*Task to complete*:
Whenever "hidden" appears in a line, please copy that line from the data.

*Given data*:
──────────
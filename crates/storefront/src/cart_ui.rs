use std::time::Duration;

use lootbox_document::{Element, NodeId};
use lootbox_notifications::{Notification, TOAST_DWELL, TOAST_EXIT, ToastId};
use lootbox_storage::Storage;
use lootbox_worker::{Debounce, TimerId};
use tracing::{debug, warn};

use crate::StorefrontError;
use crate::cards::capture_product;
use crate::shell::{Storefront, Task};

/// Simulated round trip before an add-to-cart lands.
pub(crate) const ADD_DELAY: Duration = Duration::from_millis(300);
/// How long the button reads "Added!".
pub(crate) const ADDED_FEEDBACK: Duration = Duration::from_millis(1500);
pub(crate) const BADGE_PULSE: Duration = Duration::from_millis(200);

/// Per-button state: the resting label and the pending label restore.
#[derive(Debug)]
pub(crate) struct AddButton {
	label: String,
	restore: Debounce,
}

impl<S: Storage> Storefront<S> {
	pub(crate) fn begin_add_to_cart(&mut self, button: NodeId) {
		let text = self.doc.text(button).to_owned();
		let entry = self.add_buttons.entry(button).or_insert_with(|| AddButton {
			label: text,
			restore: Debounce::new(ADDED_FEEDBACK),
		});
		entry.restore.cancel(&mut self.scheduler);
		self.doc.remove_class(button, "bg-green-600");
		self.doc.add_class(button, "btn-loading");
		self.doc.set_text(button, "Adding");
		self.doc.element_mut(button).disabled = true;
		self.scheduler.schedule(ADD_DELAY, Task::FinishAdd(button));
	}

	pub(crate) fn finish_add_to_cart(&mut self, button: NodeId) -> Result<(), StorefrontError> {
		let product = self
			.doc
			.closest_with_class(button, "product-card")
			.and_then(|card| capture_product(&self.doc, card));
		let label = self.add_buttons.get(&button).map(|b| b.label.clone()).unwrap_or_default();

		self.doc.remove_class(button, "btn-loading");
		self.doc.element_mut(button).disabled = false;

		let Some(product) = product else {
			warn!(%button, "add-to-cart button outside a product card");
			self.doc.set_text(button, label);
			return Ok(());
		};

		let notification = self.cart.add_item(product)?;
		self.show_notification(notification);
		self.update_cart_badge();

		self.doc.set_text(button, "Added!");
		self.doc.add_class(button, "bg-green-600");
		if let Some(state) = self.add_buttons.get_mut(&button) {
			state.restore.trigger(&mut self.scheduler, Task::RestoreAdd(button));
		}
		Ok(())
	}

	pub(crate) fn restore_add_button(&mut self, id: TimerId, button: NodeId) {
		let Some(state) = self.add_buttons.get_mut(&button) else {
			return;
		};
		if !state.restore.complete(id) {
			return;
		}
		let label = state.label.clone();
		self.doc.set_text(button, label);
		self.doc.remove_class(button, "bg-green-600");
	}

	/// Mirrors the item count into both cart badges.
	pub(crate) fn update_cart_badge(&mut self) {
		let count = self.cart.item_count();
		if let Some(badge) = self.doc.get_element_by_id("cart-count") {
			self.doc.set_text(badge, count.to_string());
			self.doc.toggle_class(badge, "hidden", count == 0);
			if count > 0 {
				self.doc.add_class(badge, "scale-125");
				self.badge_pulse.trigger(&mut self.scheduler, Task::BadgePulseEnd);
			}
		}
		if let Some(badge) = self.doc.get_element_by_id("mobile-cart-count") {
			self.doc.set_text(badge, count.to_string());
		}
		debug!(count, "cart.badge");
	}

	/// Shows a toast and schedules its exit.
	pub(crate) fn show_notification(&mut self, notification: Notification) {
		let message = notification.message.clone();
		let icon = notification.level.icon_path();
		let id = self.notifications.push(notification);
		if let Some(toast) = self.notifications.toasts().iter().find(|t| t.id == id) {
			let root = self.doc.root();
			let node = self.doc.append(
				root,
				Element::new("div")
					.with_classes(&toast.class_name())
					.with_attr("role", "alert")
					.with_attr("aria-live", "polite"),
			);
			let row = self.doc.append(node, Element::new("div").with_classes("flex items-center space-x-2"));
			let svg = self.doc.append(
				row,
				Element::new("svg")
					.with_classes("w-5 h-5")
					.with_attr("fill", "none")
					.with_attr("stroke", "currentColor")
					.with_attr("viewBox", "0 0 24 24")
					.with_attr("aria-hidden", "true"),
			);
			self.doc.append(
				svg,
				Element::new("path")
					.with_attr("stroke-linecap", "round")
					.with_attr("stroke-linejoin", "round")
					.with_attr("stroke-width", "2")
					.with_attr("d", icon),
			);
			self.doc.append(row, Element::new("span").with_text(message));
			self.toast_nodes.insert(id, node);
		}
		self.scheduler.schedule(TOAST_DWELL, Task::ToastExit(id));
	}

	pub(crate) fn toast_exit(&mut self, id: ToastId) {
		if !self.notifications.begin_exit(id) {
			return;
		}
		if let Some(&node) = self.toast_nodes.get(&id) {
			self.doc.add_class(node, "toast-exit");
		}
		self.scheduler.schedule(TOAST_EXIT, Task::ToastRemove(id));
	}

	pub(crate) fn toast_remove(&mut self, id: ToastId) {
		self.notifications.remove(id);
		if let Some(node) = self.toast_nodes.remove(&id) {
			self.doc.remove(node);
		}
	}
}
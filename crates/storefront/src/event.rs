use lootbox_document::NodeId;
use lootbox_keymap_parser::Node;
use serde::Serialize;

/// User and browser input delivered to the page.
#[derive(Debug, Clone, PartialEq)]
pub enum Event {
	Click(NodeId),
	/// Key press delivered to the focused element.
	Key(Node),
	/// User scroll to an absolute offset.
	Scroll(f64),
	Back,
	Forward,
	PointerEnter(NodeId),
	PointerLeave(NodeId),
	/// Pointer motion in viewport coordinates.
	PointerMove {
		target: NodeId,
		x: f64,
		y: f64,
	},
	Focus(NodeId),
	/// Moves focus away from the focused element.
	Blur,
	Input {
		target: NodeId,
		value: String,
	},
	Submit(NodeId),
	ImageLoad(NodeId),
}

/// Something the page asked the browser to do outside the document.
#[derive(Debug, Clone, PartialEq, Eq, Serialize)]
#[serde(tag = "kind", rename_all = "kebab-case")]
pub enum Effect {
	/// Full navigation away from the page.
	Navigate { url: String },
}
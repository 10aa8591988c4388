use crate::scorer::{truncate_tokens, words, Scorer, DEFAULT_MAX_TOKENS};
use absa_core::{AnalysisError, LabelScore, ScoreResult, ScorerKind, TopicLabel};
use async_trait::async_trait;
use std::collections::HashMap;

const TOPIC_KEYWORDS: &[(TopicLabel, &[&str])] = &[
    (
        TopicLabel::TechAi,
        &[
            "ai", "ia", "llm", "chatgpt", "gpt", "openai", "algorithm", "algorithme", "software",
            "logiciel", "tech", "technology", "technologie", "robot", "robots", "data", "données",
            "machine", "neural", "model", "computer", "ordinateur", "code", "coding", "rust",
            "python", "linux", "opensource", "fediverse", "mastodon", "internet", "app",
            "surveillance",
        ],
    ),
    (
        TopicLabel::Politics,
        &[
            "election", "élection", "vote", "voted", "government", "gouvernement", "president",
            "président", "minister", "ministre", "parliament", "parlement", "policy", "politique",
            "politics", "law", "loi", "senate", "sénat", "democracy", "démocratie", "party",
            "parti", "campaign", "campagne", "protest", "manif", "grève",
        ],
    ),
    (
        TopicLabel::Business,
        &[
            "business", "market", "marché", "economy", "économie", "startup", "company",
            "entreprise", "stock", "stocks", "bourse", "investor", "investisseur", "profit",
            "revenue", "sales", "ventes", "inflation", "bank", "banque", "price", "prix", "jobs",
            "emploi", "salary", "salaire", "gig",
        ],
    ),
    (
        TopicLabel::Environment,
        &[
            "climate", "climat", "environment", "environnement", "carbon", "carbone", "emissions",
            "émissions", "pollution", "renewable", "renouvelable", "solar", "solaire", "wind",
            "biodiversity", "biodiversité", "ecology", "écologie", "warming", "réchauffement",
            "drought", "sécheresse", "flood", "inondation",
        ],
    ),
    (
        TopicLabel::Entertainment,
        &[
            "movie", "film", "films", "music", "musique", "song", "chanson", "album", "concert",
            "series", "série", "netflix", "game", "gaming", "jeu", "actor", "acteur", "actress",
            "actrice", "festival", "cinema", "cinéma", "book", "livre",
        ],
    ),
    (
        TopicLabel::Health,
        &[
            "health", "santé", "covid", "vaccine", "vaccin", "hospital", "hôpital", "doctor",
            "médecin", "disease", "maladie", "virus", "mental", "therapy", "thérapie", "cancer",
            "medicine", "médicament", "patients", "nurse", "infirmière",
        ],
    ),
    (
        TopicLabel::Education,
        &[
            "school", "école", "university", "université", "student", "students", "étudiant",
            "étudiants", "teacher", "enseignant", "professeur", "education", "éducation",
            "learning", "apprentissage", "exam", "examen", "course", "cours", "classroom",
        ],
    ),
    (
        TopicLabel::Sports,
        &[
            "football", "soccer", "match", "goal", "team", "équipe", "league", "ligue",
            "olympics", "olympiques", "tennis", "basketball", "rugby", "cup", "coupe", "player",
            "joueur", "championship", "championnat", "marathon",
        ],
    ),
];

pub struct TopicScorer {
    keywords: HashMap<&'static str, TopicLabel>,
    max_tokens: usize,
}

impl TopicScorer {
    pub fn new(max_tokens: usize) -> Self {
        let mut keywords = HashMap::new();
        for (label, words) in TOPIC_KEYWORDS {
            for word in *words {
                keywords.entry(*word).or_insert(*label);
            }
        }
        Self {
            keywords,
            max_tokens,
        }
    }
}

impl Default for TopicScorer {
    fn default() -> Self {
        Self::new(DEFAULT_MAX_TOKENS)
    }
}

#[async_trait]
impl Scorer for TopicScorer {
    fn kind(&self) -> ScorerKind {
        ScorerKind::Topic
    }

    async fn score(&self, text: &str, _aspects: &[String]) -> Result<ScoreResult, AnalysisError> {
        let mut hits: HashMap<TopicLabel, usize> = HashMap::new();
        for token in words(truncate_tokens(text, self.max_tokens)) {
            if let Some(label) = self.keywords.get(token.as_str()) {
                *hits.entry(*label).or_insert(0) += 1;
            }
        }

        let total: usize = hits.values().sum();
        if total == 0 {
            return Ok(ScoreResult::new(
                ScorerKind::Topic,
                TopicLabel::Unknown.as_str(),
                0.0,
            ));
        }

        let mut ranked: Vec<(TopicLabel, usize)> = TOPIC_KEYWORDS
            .iter()
            .filter_map(|(label, _)| hits.get(label).map(|n| (*label, *n)))
            .collect();
        ranked.sort_by(|a, b| b.1.cmp(&a.1));

        let share = |n: usize| n as f64 / total as f64;
        let (top, top_hits) = ranked[0];
        let secondary = ranked[1..]
            .iter()
            .map(|(label, n)| LabelScore {
                label: label.as_str().to_string(),
                score: share(*n),
            })
            .collect();

        Ok(ScoreResult::new(ScorerKind::Topic, top.as_str(), share(top_hits))
            .with_secondary(secondary))
    }
}
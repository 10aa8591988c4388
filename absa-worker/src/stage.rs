use std::fmt;

/// Where a post is in the pipeline. `Failed` can follow any stage.
#[derive(Debug, Clone, Copy, PartialEq, Eq)]
pub enum ProcessingStage {
    Dequeued,
    Extracting,
    Filtering,
    Scoring,
    Assembling,
    Indexed,
    Failed,
}

impl ProcessingStage {
    pub fn as_str(&self) -> &'static str {
        match self {
            ProcessingStage::Dequeued => "dequeued",
            ProcessingStage::Extracting => "extracting",
            ProcessingStage::Filtering => "filtering",
            ProcessingStage::Scoring => "scoring",
            ProcessingStage::Assembling => "assembling",
            ProcessingStage::Indexed => "indexed",
            ProcessingStage::Failed => "failed",
        }
    }
}

impl fmt::Display for ProcessingStage {
    fn fmt(&self, f: &mut fmt::Formatter<'_>) -> fmt::Result {
        f.write_str(self.as_str())
    }
}
impl FromStr for PosTag {
    type Err = String;

    fn from_str(s: &str) -> Result<Self, Self::Err> {
        let tag = match s.to_ascii_uppercase().as_str() {
            "NOUN" => PosTag::Noun,
            "PROPN" => PosTag::Propn,
            "ADJ" => PosTag::Adj,
            "VERB" => PosTag::Verb,
            "ADV" => PosTag::Adv,
            "PRON" => PosTag::Pron,
            "DET" => PosTag::Det,
            "ADP" => PosTag::Adp,
            "AUX" => PosTag::Aux,
            "CCONJ" => PosTag::Cconj,
            "SCONJ" => PosTag::Sconj,
            "PART" => PosTag::Part,
            "INTJ" => PosTag::Intj,
            "NUM" => PosTag::Num,
            "PUNCT" => PosTag::Punct,
            "SYM" => PosTag::Sym,
            "X" => PosTag::X,
            other => return Err(format!("unknown part-of-speech tag '{}'", other)),
        };
        Ok(tag)
    }
}

/// One term proposed by the extractor, before filtering.
#[derive(Debug, Clone, PartialEq, Eq, Serialize)]
pub struct CandidateAspect {
    /// Surface form exactly as it appears in the text.
    pub term: String,
    /// Lowercased form used for comparison and stopword lookup.
    pub normalized: String,
    pub pos: PosTag,
    /// Byte range of the surface form in the source text.
    pub span: (usize, usize),
    /// Occurrences of `normalized` in the same post.
    pub repetition: usize,
}

impl CandidateAspect {
    pub fn new(term: impl Into<String>, pos: PosTag, span: (usize, usize)) -> Self {
        let term = term.into();
        let normalized = term.to_lowercase();
        Self {
            term,
            normalized,
            pos,
            span,
            repetition: 1,
        }
    }

    pub fn with_repetition(mut self, repetition: usize) -> Self {
        self.repetition = repetition;
        self
    }
}

#[derive(Debug, Clone, Copy, PartialEq, Eq, Hash, PartialOrd, Ord, Serialize, Deserialize)]
#[serde(rename_all = "snake_case")]
pub enum RejectionReason {
    UrlOrMention,
    TooShort,
    Stopword,
    WrongPos,
    TooRepetitive,
}

impl RejectionReason {
    /// All reasons in rule priority order.
    pub const ALL: [RejectionReason; 5] = [
        RejectionReason::UrlOrMention,
        RejectionReason::TooShort,
        RejectionReason::Stopword,
        RejectionReason::WrongPos,
        RejectionReason::TooRepetitive,
    ];

    pub fn as_str(&self) -> &'static str {
        match self {
            RejectionReason::UrlOrMention => "url_or_mention",
            RejectionReason::TooShort => "too_short",
            RejectionReason::Stopword => "stopword",
            RejectionReason::WrongPos => "wrong_pos",
            RejectionReason::TooRepetitive => "too_repetitive",
        }
    }
}

impl fmt::Display for RejectionReason {
    fn fmt(&self, f: &mut fmt::Formatter<'_>) -> fmt::Result {
        f.write_str(self.as_str())
    }
}

#[derive(Debug, Clone, Copy, PartialEq, Eq, Serialize)]
#[serde(tag = "verdict", content = "reason", rename_all = "snake_case")]
pub enum Verdict {
    Kept,
    Rejected(RejectionReason),
}

#[derive(Debug, Clone, PartialEq, Eq, Serialize)]
pub struct FilterDecision {
    pub candidate: CandidateAspect,
    pub verdict: Verdict,
}

impl FilterDecision {
    pub fn is_kept(&self) -> bool {
        matches!(self.verdict, Verdict::Kept)
    }

    pub fn reason(&self) -> Option<RejectionReason> {
        match self.verdict {
            Verdict::Kept => None,
            Verdict::Rejected(reason) => Some(reason),
        }
    }
}

#[derive(Debug, Clone, Copy, PartialEq, Eq, Hash, Serialize, Deserialize)]
#[serde(rename_all = "snake_case")]
pub enum ScorerKind {
    Sentiment,
    Emotion,
    Tone,
    Topic,
}
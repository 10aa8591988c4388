use absa_core::{ErrorExt, SinkConfig, SinkError};
use std::sync::{Arc, Mutex, MutexGuard};
use std::time::{Duration, Instant};
use tokio::time::sleep;
use tracing::{debug, error, info, warn};

/// Retry and circuit-breaker settings for bulk writes.
#[derive(Debug, Clone)]
pub struct RetryConfig {
    /// Attempts per batch, including the first one
    pub max_attempts: u32,
    pub base_delay_ms: u64,
    pub max_delay_ms: u64,
    pub backoff_multiplier: f64,
    /// Maximum jitter factor (0.0 to 1.0)
    pub jitter_factor: f64,
    /// Failed batches in a row before the breaker opens
    pub failure_threshold: u32,
    pub recovery_timeout_s: u64,
}

impl Default for RetryConfig {
    fn default() -> Self {
        Self {
            max_attempts: 3,
            base_delay_ms: 600,
            max_delay_ms: 30_000,
            backoff_multiplier: 2.0,
            jitter_factor: 0.2,
            failure_threshold: 5,
            recovery_timeout_s: 30,
        }
    }
}

impl RetryConfig {
    pub fn from_sink(config: &SinkConfig) -> Self {
        Self {
            max_attempts: config.max_retries.max(1),
            base_delay_ms: config.retry_base_delay_ms,
            max_delay_ms: config.retry_max_delay_ms,
            failure_threshold: config.max_consecutive_failures.max(1),
            ..Default::default()
        }
    }
}

#[derive(Debug, Clone, Copy, PartialEq)]
pub enum CircuitBreakerState {
    Closed,
    Open,
    HalfOpen,
}

#[derive(Debug)]
pub struct CircuitBreaker {
    state: CircuitBreakerState,
    failure_count: u32,
    last_failure_time: Option<Instant>,
    failure_threshold: u32,
    recovery_timeout: Duration,
}

impl CircuitBreaker {
    pub fn new(config: &RetryConfig) -> Self {
        Self {
            state: CircuitBreakerState::Closed,
            failure_count: 0,
            last_failure_time: None,
            failure_threshold: config.failure_threshold,
            recovery_timeout: Duration::from_secs(config.recovery_timeout_s),
        }
    }

    pub fn allow_request(&mut self) -> bool {
        match self.state {
            CircuitBreakerState::Closed | CircuitBreakerState::HalfOpen => true,
            CircuitBreakerState::Open => match self.last_failure_time {
                Some(last) if last.elapsed() >= self.recovery_timeout => {
                    debug!("Circuit breaker half-open, probing sink");
                    self.state = CircuitBreakerState::HalfOpen;
                    true
                }
                _ => false,
            },
        }
    }

    pub fn record_success(&mut self) {
        if self.state == CircuitBreakerState::HalfOpen {
            info!("Sink recovered, circuit breaker closed");
        }
        self.state = CircuitBreakerState::Closed;
        self.failure_count = 0;
        self.last_failure_time = None;
    }

    pub fn record_failure(&mut self) {
        self.failure_count += 1;
        self.last_failure_time = Some(Instant::now());

        match self.state {
            CircuitBreakerState::Closed if self.failure_count >= self.failure_threshold => {
                warn!(
                    "Circuit breaker opening after {} failed batches",
                    self.failure_count
                );
                self.state = CircuitBreakerState::Open;
            }
            CircuitBreakerState::HalfOpen => {
                warn!("Trial request failed, circuit breaker open again");
                self.state = CircuitBreakerState::Open;
            }
            _ => {}
        }
    }

    pub fn state(&self) -> CircuitBreakerState {
        self.state
    }

    /// Failed batches since the last success.
    pub fn consecutive_failures(&self) -> u32 {
        self.failure_count
    }
}

#[derive(Debug, Clone, PartialEq)]
pub enum RetryStrategy {
    Retry,
    RetryWithDelay(Duration),
    NoRetry,
}

pub fn retry_strategy(error: &SinkError) -> RetryStrategy {
    match error {
        SinkError::Rejected { status_code: 429 } => error
            .retry_after()
            .map(RetryStrategy::RetryWithDelay)
            .unwrap_or(RetryStrategy::Retry),
        e if e.is_retryable() => RetryStrategy::Retry,
        _ => RetryStrategy::NoRetry,
    }
}

/// Exponential backoff capped at `max_delay_ms`, plus up to
/// `jitter_factor` of random extra delay.
pub fn calculate_delay(attempt: u32, config: &RetryConfig) -> Duration {
    let max_delay = Duration::from_millis(config.max_delay_ms);
    let multiplier = config.backoff_multiplier.powi(attempt as i32);
    let delay_ms = ((config.base_delay_ms as f64 * multiplier) as u64).min(config.max_delay_ms);
    let exponential = Duration::from_millis(delay_ms);

    let jitter_range = (delay_ms as f64 * config.jitter_factor) as u64;
    let jitter = Duration::from_millis(fastrand::u64(0..=jitter_range));

    (exponential + jitter).min(max_delay)
}

#[derive(Debug, Clone, Default)]
pub struct RetryMetrics {
    pub total_retries: u64,
    pub successful_retries: u64,
    pub failed_batches: u64,
    pub circuit_breaker_trips: u64,
}

#[derive(Debug, Clone)]
pub struct RetryExecutor {
    config: RetryConfig,
    circuit_breaker: Arc<Mutex<CircuitBreaker>>,
    metrics: Arc<Mutex<RetryMetrics>>,
}

impl RetryExecutor {
    pub fn new(config: RetryConfig) -> Self {
        Self {
            circuit_breaker: Arc::new(Mutex::new(CircuitBreaker::new(&config))),
            metrics: Arc::new(Mutex::new(RetryMetrics::default())),
            config,
        }
    }

    fn breaker(&self) -> MutexGuard<'_, CircuitBreaker> {
        self.circuit_breaker
            .lock()
            .unwrap_or_else(|poisoned| poisoned.into_inner())
    }

    fn metrics_mut(&self) -> MutexGuard<'_, RetryMetrics> {
        self.metrics
            .lock()
            .unwrap_or_else(|poisoned| poisoned.into_inner())
    }

    /// Run `operation` until it succeeds, hits a non-retryable error or
    /// runs out of attempts. Returns the last error on failure.
    pub async fn execute<F, Fut, T>(&self, operation_name: &str, operation: F) -> Result<T, SinkError>
    where
        F: Fn() -> Fut,
        Fut: std::future::Future<Output = Result<T, SinkError>>,
    {
        if !self.breaker().allow_request() {
            self.metrics_mut().circuit_breaker_trips += 1;
            warn!("Circuit breaker is open, skipping {}", operation_name);
            return Err(SinkError::CircuitOpen);
        }

        let mut total_delay = Duration::ZERO;
        let mut attempt = 0;
        let last_error = loop {
            match operation().await {
                Ok(result) => {
                    self.breaker().record_success();
                    if attempt > 0 {
                        let mut metrics = self.metrics_mut();
                        metrics.total_retries += attempt as u64;
                        metrics.successful_retries += 1;
                        info!(
                            "{} succeeded after {} retries ({:?} waited)",
                            operation_name, attempt, total_delay
                        );
                    }
                    return Ok(result);
                }
                Err(error) => {
                    let attempts_left = attempt + 1 < self.config.max_attempts;
                    let delay = match retry_strategy(&error) {
                        RetryStrategy::Retry if attempts_left => {
                            calculate_delay(attempt, &self.config)
                        }
                        RetryStrategy::RetryWithDelay(delay) if attempts_left => delay,
                        _ => break error,
                    };

                    info!("Retrying {} in {:?}: {}", operation_name, delay, error);
                    total_delay += delay;
                    sleep(delay).await;
                    attempt += 1;
                }
            }
        };

        self.breaker().record_failure();
        {
            let mut metrics = self.metrics_mut();
            metrics.total_retries += attempt as u64;
            metrics.failed_batches += 1;
        }

        error!(
            "{} failed after {} attempts: {}",
            operation_name,
            attempt + 1,
            last_error
        );
        Err(last_error)
    }

    pub fn metrics(&self) -> RetryMetrics {
        self.metrics_mut().clone()
    }

    pub fn circuit_state(&self) -> CircuitBreakerState {
        self.breaker().state()
    }
}

#[cfg(test)]
mod tests {
    use super::*;
    use std::sync::atomic::{AtomicU32, Ordering};

    fn fast_config() -> RetryConfig {
        RetryConfig {
            max_attempts: 3,
            base_delay_ms: 1,
            max_delay_ms: 5,
            jitter_factor: 0.0,
            ..Default::default()
        }
    }

    #[test]
    fn test_from_sink_config() {
        let config = RetryConfig::from_sink(&SinkConfig::default());
        assert_eq!(config.max_attempts, 3);
        assert_eq!(config.base_delay_ms, 600);
        assert_eq!(config.failure_threshold, 5);
    }

    #[test]
    fn test_circuit_breaker_opens_at_threshold() {
        let config = RetryConfig {
            failure_threshold: 2,
            ..Default::default()
        };
        let mut breaker = CircuitBreaker::new(&config);

        breaker.record_failure();
        assert_eq!(breaker.state(), CircuitBreakerState::Closed);
        assert!(breaker.allow_request());

        breaker.record_failure();
        assert_eq!(breaker.state(), CircuitBreakerState::Open);
        assert!(!breaker.allow_request());
        assert_eq!(breaker.consecutive_failures(), 2);
    }

    #[test]
    fn test_circuit_breaker_recovery() {
        let config = RetryConfig {
            failure_threshold: 1,
            recovery_timeout_s: 0,
            ..Default::default()
        };
        let mut breaker = CircuitBreaker::new(&config);

        breaker.record_failure();
        assert_eq!(breaker.state(), CircuitBreakerState::Open);

        std::thread::sleep(Duration::from_millis(1));
        assert!(breaker.allow_request());
        assert_eq!(breaker.state(), CircuitBreakerState::HalfOpen);

        breaker.record_success();
        assert_eq!(breaker.state(), CircuitBreakerState::Closed);
        assert_eq!(breaker.consecutive_failures(), 0);
    }

    #[test]
    fn test_retry_strategy_for_sink_errors() {
        assert_eq!(
            retry_strategy(&SinkError::Rejected { status_code: 429 }),
            RetryStrategy::RetryWithDelay(Duration::from_secs(5))
        );
        assert_eq!(
            retry_strategy(&SinkError::Rejected { status_code: 503 }),
            RetryStrategy::Retry
        );
        assert_eq!(
            retry_strategy(&SinkError::Rejected { status_code: 400 }),
            RetryStrategy::NoRetry
        );
        assert_eq!(
            retry_strategy(&SinkError::InvalidResponse {
                details: "garbage".to_string()
            }),
            RetryStrategy::NoRetry
        );
    }

    #[test]
    fn test_exponential_backoff_calculation() {
        let config = RetryConfig {
            base_delay_ms: 1000,
            max_delay_ms: 10_000,
            jitter_factor: 0.0,
            ..Default::default()
        };

        assert_eq!(calculate_delay(0, &config), Duration::from_millis(1000));
        assert_eq!(calculate_delay(1, &config), Duration::from_millis(2000));
        assert_eq!(calculate_delay(3, &config), Duration::from_millis(8000));
        assert_eq!(calculate_delay(10, &config), Duration::from_millis(10_000));
    }

    #[test]
    fn test_jitter_stays_in_range() {
        let config = RetryConfig {
            base_delay_ms: 1000,
            max_delay_ms: 10_000,
            jitter_factor: 0.5,
            ..Default::default()
        };

        for _ in 0..20 {
            let delay = calculate_delay(1, &config);
            assert!(delay >= Duration::from_millis(2000));
            assert!(delay <= Duration::from_millis(3000));
        }
    }

    #[tokio::test]
    async fn test_executor_recovers_after_transient_failures() {
        let executor = RetryExecutor::new(fast_config());
        let calls = AtomicU32::new(0);

        let result = executor
            .execute("bulk", || async {
                if calls.fetch_add(1, Ordering::SeqCst) < 2 {
                    Err(SinkError::Unavailable {
                        endpoint: "http://es".to_string(),
                        reason: "connection refused".to_string(),
                    })
                } else {
                    Ok(7)
                }
            })
            .await;

        assert_eq!(result.unwrap(), 7);
        let metrics = executor.metrics();
        assert_eq!(metrics.total_retries, 2);
        assert_eq!(metrics.successful_retries, 1);
    }

    #[tokio::test]
    async fn test_executor_does_not_retry_client_errors() {
        let executor = RetryExecutor::new(fast_config());
        let calls = AtomicU32::new(0);

        let result = executor
            .execute("bulk", || async {
                calls.fetch_add(1, Ordering::SeqCst);
                Err::<(), _>(SinkError::Rejected { status_code: 400 })
            })
            .await;

        assert!(matches!(result, Err(SinkError::Rejected { status_code: 400 })));
        assert_eq!(calls.load(Ordering::SeqCst), 1);
        assert_eq!(executor.metrics().failed_batches, 1);
    }

    #[tokio::test]
    async fn test_executor_trips_circuit_breaker() {
        let executor = RetryExecutor::new(RetryConfig {
            max_attempts: 2,
            failure_threshold: 2,
            ..fast_config()
        });
        let unavailable = || async {
            Err::<(), _>(SinkError::Unavailable {
                endpoint: "http://es".to_string(),
                reason: "down".to_string(),
            })
        };

        assert!(executor.execute("bulk-1", unavailable).await.is_err());
        assert!(executor.execute("bulk-2", unavailable).await.is_err());
        assert_eq!(executor.circuit_state(), CircuitBreakerState::Open);

        let blocked = executor.execute("bulk-3", || async { Ok(()) }).await;
        assert!(matches!(blocked, Err(SinkError::CircuitOpen)));
        assert_eq!(executor.metrics().circuit_breaker_trips, 1);
    }
}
──────────
*Expected output*:
			self.doc.toggle_class(badge, "hidden", count == 0);
					.with_attr("aria-hidden", "true"),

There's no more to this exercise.